Methodology For The Comprehensive Study Of A Multidimensional Statistical Sample In The Diagnosis Of Spinal Diseases
Keywords: lumbar spine, diagnosis of osteochondrosis, multidimensional data, cluster analysis, neural metric, sensitivity analysis, decision formalization
Abstract: The report proposes a methodology for the analysis of statistical samples of multidimensional data. According to this methodology, the centers of the clusters in the studied statistical sample are determined through comprehensive application of cluster analysis methods. These cluster centers are associated with values of neurogrowth metrics, Euclidean metric, and a combined metric defined as the product of the neurogrowth metric and the Euclidean metric. The methodology is demonstrated on a statistical sample used in the diagnosis of spinal diseases. The task is to identify which factors (intervertebral distances in the lumbar spine: z₁, z₂, z₃, z₄) most influence the transition of patients and their diagnoses from one cluster to another.
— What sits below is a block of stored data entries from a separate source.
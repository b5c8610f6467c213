//! Per-sub-query content gathering.

use crate::rank::ContextRanker;
use crate::research::context::ContentBlock;
use crate::scrape::Scraper;
use crate::search::SearchRetriever;
use crate::session::{SessionChannel, VisitedUrls};
use crate::types::Result;

/// Runs the gather pipeline for one sub-query: search, dedup-admit,
/// scrape, rank, emit progress. Many gatherers run concurrently per
/// session; the visited set and the channel are the only shared state.
pub struct ContentGatherer<'a> {
    pub retriever: &'a dyn SearchRetriever,
    pub scraper: &'a dyn Scraper,
    pub ranker: &'a dyn ContextRanker,
    pub visited: &'a VisitedUrls,
    pub channel: &'a SessionChannel,
    pub max_search_results: usize,
    pub max_excerpts: usize,
}

impl ContentGatherer<'_> {
    /// Gather content for one sub-query.
    ///
    /// URLs already claimed by a concurrent gather are skipped; a
    /// sub-query whose every discovered URL was already visited still
    /// ranks an empty document set and returns an empty block. Individual
    /// scrape failures shrink the result, they never abort the gather.
    pub async fn gather(&self, sub_query: &str) -> Result<ContentBlock> {
        self.channel
            .send_log(format!("\n🔎 Running research for '{}'...", sub_query));

        let hits = self
            .retriever
            .search(sub_query, self.max_search_results)
            .await?;
        let candidate_urls = hits
            .into_iter()
            .map(|hit| hit.href)
            .filter(|href| !href.is_empty());

        let admitted = self.visited.admit_new(candidate_urls);
        for url in &admitted {
            self.channel
                .send_log(format!("✅ Adding source url to research: {}\n", url));
        }

        self.channel
            .send_log("🤔 Researching for relevant information...\n");
        let pages = self.scraper.scrape(&admitted).await?;

        self.channel.send_log(format!(
            "📃 Getting relevant content based on query: {}...",
            sub_query
        ));
        let excerpts = self
            .ranker
            .rank(sub_query, &pages, self.max_excerpts)
            .await?;

        let block = ContentBlock {
            sub_query: sub_query.to_string(),
            content: excerpts.join("\n"),
            source_urls: admitted,
        };

        // Emitted only once the block is fully assembled, so a client
        // never observes partial content for this sub-query.
        self.channel.send_log(format!("📃 {}", block.content));
        Ok(block)
    }
}
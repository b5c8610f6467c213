//! LLM provider clients and abstractions.
//!
//! The research pipeline talks to language models through the [`LLMClient`]
//! trait: cheap structural calls (role selection, sub-query decomposition)
//! go to the fast model, report writing to the smart model. Both are
//! resolved from the session's [`crate::config::ResearchConfig`].

pub mod client;
pub mod openai;

pub use client::{client_from_config, LLMClient, Provider};
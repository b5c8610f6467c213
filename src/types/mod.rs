use serde::{Deserialize, Serialize};
use std::fmt;
use std::str::FromStr;

// ============= Research Request Types =============

/// Payload of the `start` command received over the research WebSocket.
#[derive(Debug, Clone, Deserialize)]
pub struct StartCommand {
    /// The research task to investigate.
    pub task: String,
    /// Which report flavor to produce.
    pub report_type: ReportType,
    /// Seed URLs. When present, research is grounded on these pages
    /// instead of web search.
    #[serde(default)]
    pub source_urls: Vec<String>,
    /// Optional path to a per-session research config file.
    #[serde(default)]
    pub config_path: Option<String>,
    #[serde(default = "default_prompt_token_limit")]
    pub prompt_token_limit: usize,
    #[serde(default = "default_total_words")]
    pub total_words: usize,
}

fn default_prompt_token_limit() -> usize {
    10_000
}

fn default_total_words() -> usize {
    1_000
}

/// The report flavors a research run can produce.
#[derive(Debug, Clone, Copy, PartialEq, Eq, Serialize, Deserialize, Default)]
#[serde(rename_all = "snake_case")]
pub enum ReportType {
    /// A detailed, in-depth answer to the research task.
    #[default]
    ResearchReport,
    /// An annotated list of sources relevant to the task.
    ResourceReport,
    /// A markdown outline serving as a skeleton for a later report.
    OutlineReport,
    /// A report written under a caller-configured agent role.
    CustomReport,
}

impl FromStr for ReportType {
    type Err = AppError;

    fn from_str(s: &str) -> Result<Self> {
        match s {
            "research_report" => Ok(Self::ResearchReport),
            "resource_report" => Ok(Self::ResourceReport),
            "outline_report" => Ok(Self::OutlineReport),
            "custom_report" => Ok(Self::CustomReport),
            _ => Err(AppError::Config(format!(
                "Unknown report type: {}. Use one of: research_report, \
                 resource_report, outline_report, custom_report",
                s
            ))),
        }
    }
}

impl fmt::Display for ReportType {
    fn fmt(&self, f: &mut fmt::Formatter<'_>) -> fmt::Result {
        let name = match self {
            Self::ResearchReport => "research_report",
            Self::ResourceReport => "resource_report",
            Self::OutlineReport => "outline_report",
            Self::CustomReport => "custom_report",
        };
        write!(f, "{}", name)
    }
}

// ============= Error Types =============

/// Errors surfaced by the research core.
///
/// Transport failures never appear here: a dead client connection is
/// absorbed inside the session channel, not propagated into the run.
#[derive(Debug, thiserror::Error)]
pub enum AppError {
    /// Malformed or missing configuration. Fatal before gathering starts.
    #[error("Configuration error: {0}")]
    Config(String),

    /// Search retriever failure. Terminates the run.
    #[error("Search error: {0}")]
    Retriever(String),

    /// Whole-scrape failure (individual URL failures are absorbed).
    #[error("Scrape error: {0}")]
    Scrape(String),

    /// Relevance ranker failure. Terminates the run.
    #[error("Ranking error: {0}")]
    Rank(String),

    /// LLM completion failure. Terminates the run.
    #[error("LLM error: {0}")]
    Llm(String),

    /// Report export failure.
    #[error("Export error: {0}")]
    Export(String),

    /// Anything else.
    #[error("Internal error: {0}")]
    Internal(String),
}

pub type Result<T> = std::result::Result<T, AppError>;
Sensitivity analysis of the metrics to variations in the intervertebral distances z₁, z₂, z₃, z₄ was performed, showing a high sensitivity to changes in z₂ (probability 100%), substantial sensitivity to z₁ (88%), and low sensitivity to z₃ (60%). This methodology enables the identification of factors responsible for transitions between patient clusters, thereby contributing to improved early diagnosis methods for osteochondrosis.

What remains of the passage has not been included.